Reference types

When generating a report from a DataFrame, the reference type can be set with the option reference_type, in different ways:

Reference Type

Self

External

Rolling

Expanding

Note that, by default, popmon also performs a rolling comparison of the histograms in each time period with those in the previous time period. The results of these comparisons contain the term “prev1”, and are found in the comparisons section of a report.

Self reference

Using the DataFrame on which the stability report is built as a self-reference. This reference method is static: each time slot is compared to all the slots in the DataFrame (all included in one distribution). This is the default reference setting.

# generate stability report with specific monitoring rules
report = df.pm_stability_report(reference_type="self")

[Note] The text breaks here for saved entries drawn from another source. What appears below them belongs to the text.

#![allow(clippy::unwrap_used, clippy::expect_used)]
//! Route compiler behaviour against in-memory modules.

mod common;

use brrtroutes::compile::{RouteDraft, RouteCompiler};
use brrtroutes::resolve::{ModuleRegistry, Reference};
use brrtroutes::security::{Authorizer, SecurityRequest};
use brrtroutes::spec::parse_api;
use brrtroutes::validator::{ParameterMap, ParameterValidator, SchemaValidatorFactory};
use brrtroutes::{
    compile, BasePathMode, CompileError, CompilerConfig, Handler, HandlerRequest, HandlerTree,
};
use common::fixtures::{find, fixed_authorizer, handler_name, marker, petstore, BASEDIR};
use http::Method;
use serde_json::json;
use std::sync::{Arc, Mutex};

fn pets_module() -> ModuleRegistry<Handler> {
    let mut modules = ModuleRegistry::new();
    modules.register_exports(
        format!("{BASEDIR}/handlers/pets"),
        [("get", marker("fn1")), ("post", marker("fn2"))],
    );
    modules
}

fn compiler(modules: ModuleRegistry<Handler>) -> RouteCompiler {
    RouteCompiler::new(CompilerConfig::new(BASEDIR))
        .with_handler_modules(modules)
        .with_authorizer_loader(ModuleRegistry::<Authorizer>::new())
}

#[test]
fn test_explicit_handler_selects_export_by_verb() {
    let routes = compiler(pets_module())
        .with_default_handler(marker("default"))
        .compile(&petstore())
        .unwrap();

    assert_eq!(handler_name(find(&routes, Method::GET, "/v1/pets")), "fn1");
    assert_eq!(handler_name(find(&routes, Method::POST, "/v1/pets")), "fn2");
    // no `delete` export
    assert_eq!(handler_name(find(&routes, Method::DELETE, "/v1/pets")), "default");
}

#[test]
fn test_one_descriptor_per_operation_in_declaration_order() {
    let routes = compiler(pets_module())
        .with_default_handler(marker("default"))
        .compile(&petstore())
        .unwrap();

    let order: Vec<(Method, &str)> = routes
        .iter()
        .map(|r| (r.method.clone(), r.path.as_str()))
        .collect();
    assert_eq!(
        order,
        vec![
            (Method::GET, "/v1/pets"),
            (Method::POST, "/v1/pets"),
            (Method::DELETE, "/v1/pets"),
            (Method::GET, "/v1/pets/{id}"),
            (Method::PUT, "/v1/pets/{id}"),
        ]
    );
    assert_eq!(routes[0].name.as_deref(), Some("list_pets"));
    assert_eq!(routes[0].description.as_deref(), Some("List every pet"));
}

#[test]
fn test_operations_without_handler_are_dropped() {
    let routes = compiler(pets_module()).compile(&petstore()).unwrap();
    let kept: Vec<_> = routes.iter().map(|r| r.name.clone().unwrap()).collect();
    assert_eq!(kept, vec!["list_pets", "add_pet"]);

    let routes = compiler(ModuleRegistry::new()).compile(&petstore()).unwrap();
    assert!(routes.is_empty());
}

#[test]
fn test_missing_module_falls_back_to_default() {
    let routes = compiler(pets_module())
        .with_default_handler(marker("default"))
        .compile(&petstore())
        .unwrap();
    // `x-handler: handlers/missing` is not registered
    assert_eq!(handler_name(find(&routes, Method::PUT, "/v1/pets/{id}")), "default");
}

#[test]
fn test_bound_handler_skips_existence_check() {
    let mut api = petstore();
    api.paths.get_mut("/pets/{id}").unwrap().get.as_mut().unwrap().handler =
        Some(Reference::Bound(marker("bound")));

    let routes = compiler(ModuleRegistry::new()).compile(&api).unwrap();
    assert_eq!(routes.len(), 1);
    assert_eq!(handler_name(&routes[0]), "bound");
}

#[test]
fn test_handler_tree_precedes_default_handler() {
    let mut tree = HandlerTree::new();
    tree.insert("/pets/{id}", &Method::GET, marker("tree"));

    let routes = compiler(pets_module())
        .with_handler_tree(tree)
        .with_default_handler(marker("default"))
        .compile(&petstore())
        .unwrap();
    assert_eq!(handler_name(find(&routes, Method::GET, "/v1/pets/{id}")), "tree");
    assert_eq!(handler_name(find(&routes, Method::PUT, "/v1/pets/{id}")), "default");
}

#[test]
fn test_operation_parameters_override_path_parameters() {
    let routes = compiler(pets_module()).compile(&petstore()).unwrap();
    let list = find(&routes, Method::GET, "/v1/pets");

    let labels: Vec<String> = list.validators.iter().map(|v| v.parameter.label()).collect();
    assert_eq!(labels, vec!["query:x", "query:limit"]);
    assert_eq!(list.validators[0].parameter.kind.as_deref(), Some("integer"));

    let add = find(&routes, Method::POST, "/v1/pets");
    let labels: Vec<String> = add.validators.iter().map(|v| v.parameter.label()).collect();
    assert_eq!(labels, vec!["query:x", "query:limit", "body:pet"]);
    assert_eq!(add.validators[0].parameter.kind, None);
}

#[test]
fn test_security_inheritance() {
    let routes = compiler(pets_module())
        .with_default_handler(marker("default"))
        .compile(&petstore())
        .unwrap();

    // global
    let list = find(&routes, Method::GET, "/v1/pets");
    let security = list.security.as_ref().unwrap();
    assert_eq!(security.keys().collect::<Vec<_>>(), vec!["api_key"]);
    assert!(security["api_key"].scopes.is_empty());

    // operation
    let add = find(&routes, Method::POST, "/v1/pets");
    let security = add.security.as_ref().unwrap();
    assert_eq!(security.keys().collect::<Vec<_>>(), vec!["oauth2"]);
    assert_eq!(security["oauth2"].scopes, vec!["write".to_string()]);
    assert!(security["oauth2"].authorize.is_none());

    // path level `security: []`
    let get = find(&routes, Method::GET, "/v1/pets/{id}");
    assert!(get.security.as_ref().unwrap().is_empty());
}

#[test]
fn test_unknown_scope_is_fatal() {
    let api = parse_api(
        r#"
securityDefinitions:
  oauth2:
    type: oauth2
    scopes: { write: modify }
paths:
  /pets:
    get:
      security:
        - oauth2: [read]
"#,
        true,
    )
    .unwrap();

    let err = compiler(ModuleRegistry::new())
        .with_default_handler(marker("default"))
        .compile(&api)
        .unwrap_err();
    assert_eq!(
        err,
        CompileError::UnknownScope {
            scope: "read".into(),
            scheme: "oauth2".into(),
            path: "/pets".into(),
            method: Method::GET,
        }
    );
}

#[test]
fn test_unknown_scheme_is_fatal() {
    let api = parse_api(
        r#"
basePath: /v2
securityDefinitions:
  api_key: { type: apiKey, name: key, in: query }
security:
  - basic: []
paths:
  /health:
    get: {}
"#,
        true,
    )
    .unwrap();

    let err = compiler(ModuleRegistry::new()).compile(&api).unwrap_err();
    assert!(matches!(err, CompileError::UnknownSecurityScheme { ref scheme, .. } if scheme == "basic"));
    assert_eq!(
        err.to_string(),
        "Unrecognized security definition (basic) on GET /v2/health"
    );
}

#[test]
fn test_security_without_definitions_is_ignored() {
    let api = parse_api(
        "security:\n  - basic: []\npaths:\n  /health:\n    get: {}\n",
        true,
    )
    .unwrap();
    let routes = compiler(ModuleRegistry::new())
        .with_default_handler(marker("default"))
        .compile(&api)
        .unwrap();
    assert!(routes[0].security.is_none());
}

#[test]
fn test_x_authorize_wins_over_security_root() {
    let yaml = r#"
securityDefinitions:
  oauth2:
    type: oauth2
    scopes: { write: modify }
    x-authorize: auth/custom
paths:
  /pets:
    post:
      security:
        - oauth2: [write]
"#;
    let mut authorizers: ModuleRegistry<Authorizer> = ModuleRegistry::new();
    authorizers
        .register_callable(format!("{BASEDIR}/auth/custom"), fixed_authorizer(true))
        .register_callable(format!("{BASEDIR}/security/oauth2"), fixed_authorizer(false));

    let compile_with = |api: &brrtroutes::ApiDescription| {
        RouteCompiler::new(CompilerConfig::new(BASEDIR).with_security_root("security"))
            .with_handler_modules(ModuleRegistry::<Handler>::new())
            .with_authorizer_loader(authorizers.clone())
            .with_default_handler(marker("default"))
            .compile(api)
            .unwrap()
    };
    let req = HandlerRequest::default();

    let api = parse_api(yaml, true).unwrap();
    let routes = compile_with(&api);
    assert!(routes[0].authorize(&SecurityRequest::from(&req)));

    // without x-authorize the convention module answers
    let api = parse_api(&yaml.replace("    x-authorize: auth/custom\n", ""), true).unwrap();
    let routes = compile_with(&api);
    assert!(routes[0].security.as_ref().unwrap()["oauth2"].authorize.is_some());
    assert!(!routes[0].authorize(&SecurityRequest::from(&req)));
}

#[test]
fn test_compilation_is_idempotent() {
    let compiler = compiler(pets_module()).with_default_handler(marker("default"));
    let api = petstore();
    let first = compiler.compile(&api).unwrap();
    let second = compiler.compile(&api).unwrap();
    assert_eq!(first, second);
}

#[test]
fn test_base_path_mode_never() {
    let routes = RouteCompiler::new(
        CompilerConfig::new(BASEDIR).with_base_path_mode(BasePathMode::Never),
    )
    .with_handler_modules(pets_module())
    .compile(&petstore())
    .unwrap();
    assert_eq!(routes[0].path, "/pets");
}

#[test]
fn test_validator_factory_sees_every_draft() {
    let seen: Arc<Mutex<Vec<String>>> = Arc::new(Mutex::new(Vec::new()));
    let recorder = Arc::clone(&seen);
    let factory = move |params: &ParameterMap, route: &RouteDraft| {
        recorder.lock().unwrap().push(format!(
            "{} {} {}",
            route.method,
            route.path,
            route.security.as_ref().map_or(0, |s| s.len())
        ));
        params
            .values()
            .cloned()
            .map(ParameterValidator::presence)
            .collect::<Vec<_>>()
    };

    let routes = compiler(ModuleRegistry::new())
        .with_validators(factory)
        .compile(&petstore())
        .unwrap();
    assert!(routes.is_empty());
    assert_eq!(
        *seen.lock().unwrap(),
        vec![
            "GET /v1/pets 1",
            "POST /v1/pets 1",
            "DELETE /v1/pets 1",
            "GET /v1/pets/{id} 0",
            "PUT /v1/pets/{id} 0",
        ]
    );
}

#[test]
fn test_free_compile_with_schema_validators() {
    let mut tree = HandlerTree::new();
    tree.insert("/pets/{id}", &Method::GET, marker("tree"));

    // nothing exists on disk under BASEDIR, so every x-handler falls back
    let routes = compile(
        &petstore(),
        CompilerConfig::new(BASEDIR),
        Some(tree),
        Some(marker("default")),
        SchemaValidatorFactory,
    )
    .unwrap();
    assert_eq!(routes.len(), 5);
    assert_eq!(handler_name(find(&routes, Method::GET, "/v1/pets")), "default");

    let get = find(&routes, Method::GET, "/v1/pets/{id}");
    assert_eq!(handler_name(get), "tree");

    let mut req = HandlerRequest::new(Method::GET, "/v1/pets/{id}");
    req.path_params.push((Arc::from("id"), "abc".into()));
    assert!(get.validate(&req).is_err());

    let mut req = HandlerRequest::new(Method::GET, "/v1/pets/{id}");
    req.path_params.push((Arc::from("id"), "7".into()));
    assert_eq!(get.validate(&req).unwrap()["id"], json!(7));
}

#[test]
fn test_schemes_in_one_requirement_are_all_required() {
    let yaml = r#"
securityDefinitions:
  api_key: { type: apiKey, name: X-API-Key, in: header }
  oauth2:
    type: oauth2
    scopes: { write: modify }
paths:
  /pets:
    post:
      security:
        - api_key: []
          oauth2: [write]
    put:
      security:
        - api_key: []
        - oauth2: [write]
"#;
    let mut authorizers: ModuleRegistry<Authorizer> = ModuleRegistry::new();
    authorizers
        .register_callable(format!("{BASEDIR}/security/api_key"), fixed_authorizer(true))
        .register_callable(format!("{BASEDIR}/security/oauth2"), fixed_authorizer(false));

    let routes = RouteCompiler::new(CompilerConfig::new(BASEDIR).with_security_root("security"))
        .with_handler_modules(ModuleRegistry::<Handler>::new())
        .with_authorizer_loader(authorizers)
        .with_default_handler(marker("default"))
        .compile(&parse_api(yaml, true).unwrap())
        .unwrap();
    let req = HandlerRequest::default();

    let post = find(&routes, Method::POST, "/pets");
    assert_eq!(post.requirements.len(), 1);
    assert!(!post.authorize(&SecurityRequest::from(&req)));

    let put = find(&routes, Method::PUT, "/pets");
    assert_eq!(put.requirements.len(), 2);
    assert!(put.authorize(&SecurityRequest::from(&req)));
}

#[test]
fn test_broken_x_authorize_is_not_replaced() {
    let yaml = r#"
securityDefinitions:
  oauth2:
    type: oauth2
    scopes: { write: modify }
    x-authorize: auth/missing
paths:
  /pets:
    post:
      security:
        - oauth2: [write]
"#;
    let mut authorizers: ModuleRegistry<Authorizer> = ModuleRegistry::new();
    authorizers.register_callable(format!("{BASEDIR}/security/oauth2"), fixed_authorizer(true));

    let routes = RouteCompiler::new(CompilerConfig::new(BASEDIR).with_security_root("security"))
        .with_handler_modules(ModuleRegistry::<Handler>::new())
        .with_authorizer_loader(authorizers)
        .with_default_handler(marker("default"))
        .compile(&parse_api(yaml, true).unwrap())
        .unwrap();
    assert!(routes[0].security.as_ref().unwrap()["oauth2"].authorize.is_none());
}
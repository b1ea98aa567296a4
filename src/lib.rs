//! # brrtroutes
//!
//! **brrtroutes** compiles a Swagger 2.0 style API description into a flat,
//! dispatch-ready route table.
//!
//! ## Overview
//!
//! Given a description and a set of handler modules, compilation produces one
//! [`RouteDescriptor`] per declared (path, verb) pair that has a handler. Each
//! descriptor carries:
//!
//! - the resolved request handler
//! - ordered parameter validators
//! - the compiled security map: required scopes and an authorizer per scheme
//! - the effective `consumes`, `produces`, `json`, `cache`, `config`, `jsonp`
//!
//! Compilation is a single synchronous pass run once at service startup. The
//! only fatal errors are security requirements naming an unknown scheme or
//! scope ([`CompileError`]); every handler problem falls back to a default or
//! drops the route.
//!
//! ## Architecture
//!
//! - **[`spec`]** - the description model and YAML/JSON loading
//! - **[`compile`]** - the route compiler
//! - **[`security`]** - security requirement compilation and authorizers
//! - **[`resolve`]** - handler/authorizer references, module loaders, the handler tree
//! - **[`validator`]** - the validator aggregator and stock `jsonschema` validators
//! - **[`handler`]** - request/response types and the handler trait
//! - **[`config`]** / **[`logging`]** - configuration and `tracing` setup
//! - **[`cli`]** - the `brrtroutes` command
//!
//! ```mermaid
//! sequenceDiagram
//!     participant App
//!     participant Compiler as compile::RouteCompiler
//!     participant Security as security::SecurityCompiler
//!     participant Validators as validator::ValidatorFactory
//!     participant Resolver as resolve::resolve
//!
//!     App->>Compiler: compile(&api)
//!     loop every path × verb
//!         Compiler->>Security: build(definitions, requirement)
//!         Security->>Resolver: x-authorize / {security_root}/{scheme}
//!         Security-->>Compiler: Option<SecurityMap> or CompileError
//!         Compiler->>Validators: make_all(parameters, draft)
//!         Compiler->>Resolver: x-handler (if it exists under the handler root)
//!         Compiler->>Compiler: handler tree, then default handler
//!     end
//!     Compiler-->>App: Vec<RouteDescriptor>
//! ```
//!
//! ## Quick Start
//!
//! ```rust
//! use brrtroutes::handler::{handler_fn, HandlerResponse};
//! use brrtroutes::resolve::ModuleRegistry;
//! use brrtroutes::{CompilerConfig, RouteCompiler};
//!
//! let api = brrtroutes::spec::parse_api(
//!     r#"
//! basePath: /v1
//! paths:
//!   /pets:
//!     get:
//!       operationId: list_pets
//!       x-handler: handlers/pets
//! "#,
//!     true,
//! )
//! .unwrap();
//!
//! let mut modules = ModuleRegistry::new();
//! modules.register_exports(
//!     "/srv/api/handlers/pets",
//!     [("get", handler_fn(|_req| HandlerResponse::json(200, serde_json::json!([]))))],
//! );
//!
//! let routes = RouteCompiler::new(CompilerConfig::new("/srv/api"))
//!     .with_handler_modules(modules)
//!     .compile(&api)
//!     .unwrap();
//!
//! assert_eq!(routes.len(), 1);
//! assert_eq!(routes[0].path, "/v1/pets");
//! assert_eq!(routes[0].name.as_deref(), Some("list_pets"));
//! ```
//!
//! ## Handler modules
//!
//! Outside of tests, handler and authorizer modules are usually declarative
//! files read by [`resolve::ManifestLoader`]:
//!
//! ```yaml
//! # handlers/pets.yaml
//! get:  { status: 200, body: [] }
//! post: { status: 201, body: { id: 1 } }
//! ```
//!
//! ```yaml
//! # security/api_key.yaml
//! kind: api_key
//! in: header
//! name: X-API-Key
//! keys: [test123]
//! ```
//!
//! ## Logging
//!
//! The library emits `tracing` events only; binaries install a subscriber with
//! [`logging::init_logging`]. Set `BRRTR_LOG_LEVEL=debug` to see every handler
//! decision.

pub mod cli;
pub mod compile;
pub mod config;
pub mod echo;
pub mod error;
pub mod handler;
pub mod logging;
pub mod resolve;
pub mod security;
pub mod spec;
pub mod validator;

pub use compile::{compile, BasePathMode, RouteCompiler, RouteDescriptor};
pub use config::CompilerConfig;
pub use error::{CompileError, LoadError};
pub use handler::{Handler, HandlerRequest, HandlerResponse};
pub use resolve::{HandlerTree, Reference};
pub use security::{Authorizer, SecurityProvider, SecurityRequest};
pub use spec::{load_api, ApiDescription};
pub use validator::{SchemaValidatorFactory, ValidationIssue, ValidatorFactory};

The self-reference compares against the full dataset by default. It is also supported to use a subset of the beginning of the data are used as reference point, e.g. the training data for a model. The size of this subset is taken based on the split parameter. split accepts (1) a number of samples (integer), (2) a fraction of the dataset (float) or (3) a condition (string).

# use the first 1000 rows as reference
report = df.pm_stability_report(reference_type="self", split=1000)

External reference

Using an external reference DataFrame or set of histograms. This is also a static method: each time slot is compared to all the time slots in the reference data.

# generate stability report with specific monitoring rules
report = df.pm_stability_report(reference_type="external", reference=reference)

Rolling reference

Using a rolling window within the same DataFrame as reference. This method is dynamic: we can set the size of the window and the shift from the current time slot. By default the 10 preceding time slots are used as reference (shift=1, window_size=10).

# reference_type should be passed to the settings when provided
settings = Settings(reference_type="rolling")
settings.comparison.window = 10
settings.comparison.shift = 1

# alternatively you could do
settings.reference_type = "rolling"

# generate stability report with specific monitoring rules
report = df.pm_stability_report(settings=settings)

Expanding reference

Using an expanding window on all preceding time slots within the same DataFrame. This is also a dynamic method, with variable window size. All the available previous time slots are used. For example, if we have 2 time slots available and shift=1, window size will be 1 (so the previous slot is the reference), while if we have 10 time slots and shift=1, window size will be 9 (and all previous time slots are reference).

settings = Settings(reference_type="expanding")
settings.comparison.shift = 1

# generate stability report with specific monitoring rules
report = df.pm_stability_report(settings=settings)